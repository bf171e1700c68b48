//! Telegram WebApp init data as the host hands it to the page
//!
//! This is the `initDataUnsafe` object: arbitrary JSON values keyed by
//! field name. Entry order is preserved because the transmitted `tma`
//! payload is emitted in the order the host supplied.

use serde::{Deserialize, Serialize};
use serde_json::{Map, Value};
use std::fmt;

use crate::core::error::{AppError, AppResult};

/// Key of the signature field, never part of the signed data
pub const HASH_KEY: &str = "hash";

/// Transient, immutable init data of one request
#[derive(Debug, Clone, Default, PartialEq, Serialize, Deserialize)]
#[serde(transparent)]
pub struct InitData(Map<String, Value>);

/// `user.id` as found in init data: Telegram sends a number, but a string
/// is passed through untouched.
#[derive(Debug, Clone, PartialEq, Eq, Serialize, Deserialize)]
#[serde(untagged)]
pub enum UserId {
    Numeric(i64),
    Text(String),
}

impl fmt::Display for UserId {
    fn fmt(&self, f: &mut fmt::Formatter<'_>) -> fmt::Result {
        match self {
            UserId::Numeric(id) => write!(f, "{}", id),
            UserId::Text(id) => f.write_str(id),
        }
    }
}

impl From<i64> for UserId {
    fn from(id: i64) -> Self {
        UserId::Numeric(id)
    }
}

impl InitData {
    pub fn new() -> Self {
        Self::default()
    }

    /// Parses init data from a JSON object
    ///
    /// Anything but an object (array, scalar, null) is rejected.
    pub fn from_json_str(raw: &str) -> AppResult<Self> {
        let map: Map<String, Value> = serde_json::from_str(raw)?;
        Ok(Self(map))
    }

    /// Adds an entry, keeping insertion order
    #[must_use]
    pub fn with(mut self, key: impl Into<String>, value: impl Into<Value>) -> Self {
        self.0.insert(key.into(), value.into());
        self
    }

    pub fn get(&self, key: &str) -> Option<&Value> {
        self.0.get(key)
    }

    /// Entries in host order
    pub fn entries(&self) -> impl Iterator<Item = (&str, &Value)> {
        self.0.iter().map(|(key, value)| (key.as_str(), value))
    }

    /// Entries in host order, without the `hash` field
    pub fn signed_entries(&self) -> impl Iterator<Item = (&str, &Value)> {
        self.entries().filter(|(key, _)| *key != HASH_KEY)
    }

    /// `user.id`, required for submission
    pub fn user_id(&self) -> AppResult<UserId> {
        let id = self
            .0
            .get("user")
            .and_then(Value::as_object)
            .and_then(|user| user.get("id"))
            .ok_or(AppError::MissingUser)?;

        match id {
            // Telegram ids fit in 52 bits; floats and ids past i64 are rejected
            Value::Number(n) => n
                .as_i64()
                .map(UserId::Numeric)
                .ok_or_else(|| AppError::InvalidUserId(n.to_string())),
            Value::String(s) if !s.is_empty() => Ok(UserId::Text(s.clone())),
            _ => Err(AppError::MissingUser),
        }
    }
}

impl From<Map<String, Value>> for InitData {
    fn from(map: Map<String, Value>) -> Self {
        Self(map)
    }
}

* * *

#### Task brief:
Transcribe the records above with every character unchanged.

#### Response for this exercise:
repository bf171e1700c68b48
//! Telegram WebApp init data as the host hands it to the page
//!
//! This is the `initDataUnsafe` object: arbitrary JSON values keyed by
//! field name. Entry order is preserved because the transmitted `tma`
//! payload is emitted in the order the host supplied.

use serde::{Deserialize, Serialize};
use serde_json::{Map, Value};
use std::fmt;

use crate::core::error::{AppError, AppResult};

/// Key of the signature field, never part of the signed data
pub const HASH_KEY: &str = "hash";

/// Transient, immutable init data of one request
#[derive(Debug, Clone, Default, PartialEq, Serialize, Deserialize)]
#[serde(transparent)]
pub struct InitData(Map<String, Value>);

/// `user.id` as found in init data: Telegram sends a number, but a string
/// is passed through untouched.
#[derive(Debug, Clone, PartialEq, Eq, Serialize, Deserialize)]
#[serde(untagged)]
pub enum UserId {
    Numeric(i64),
    Text(String),
}

impl fmt::Display for UserId {
    fn fmt(&self, f: &mut fmt::Formatter<'_>) -> fmt::Result {
        match self {
            UserId::Numeric(id) => write!(f, "{}", id),
            UserId::Text(id) => f.write_str(id),
        }
    }
}

impl From<i64> for UserId {
    fn from(id: i64) -> Self {
        UserId::Numeric(id)
    }
}

impl InitData {
    pub fn new() -> Self {
        Self::default()
    }

    /// Parses init data from a JSON object
    ///
    /// Anything but an object (array, scalar, null) is rejected.
    pub fn from_json_str(raw: &str) -> AppResult<Self> {
        let map: Map<String, Value> = serde_json::from_str(raw)?;
        Ok(Self(map))
    }

    /// Adds an entry, keeping insertion order
    #[must_use]
    pub fn with(mut self, key: impl Into<String>, value: impl Into<Value>) -> Self {
        self.0.insert(key.into(), value.into());
        self
    }

    pub fn get(&self, key: &str) -> Option<&Value> {
        self.0.get(key)
    }

    /// Entries in host order
    pub fn entries(&self) -> impl Iterator<Item = (&str, &Value)> {
        self.0.iter().map(|(key, value)| (key.as_str(), value))
    }

    /// Entries in host order, without the `hash` field
    pub fn signed_entries(&self) -> impl Iterator<Item = (&str, &Value)> {
        self.entries().filter(|(key, _)| *key != HASH_KEY)
    }

    /// `user.id`, required for submission
    pub fn user_id(&self) -> AppResult<UserId> {
        let id = self
            .0
            .get("user")
            .and_then(Value::as_object)
            .and_then(|user| user.get("id"))
            .ok_or(AppError::MissingUser)?;

        match id {
            // Telegram ids fit in 52 bits; floats and ids past i64 are rejected
            Value::Number(n) => n
                .as_i64()
                .map(UserId::Numeric)
                .ok_or_else(|| AppError::InvalidUserId(n.to_string())),
            Value::String(s) if !s.is_empty() => Ok(UserId::Text(s.clone())),
            _ => Err(AppError::MissingUser),
        }
    }
}

impl From<Map<String, Value>> for InitData {
    fn from(map: Map<String, Value>) -> Self {
        Self(map)
    }
}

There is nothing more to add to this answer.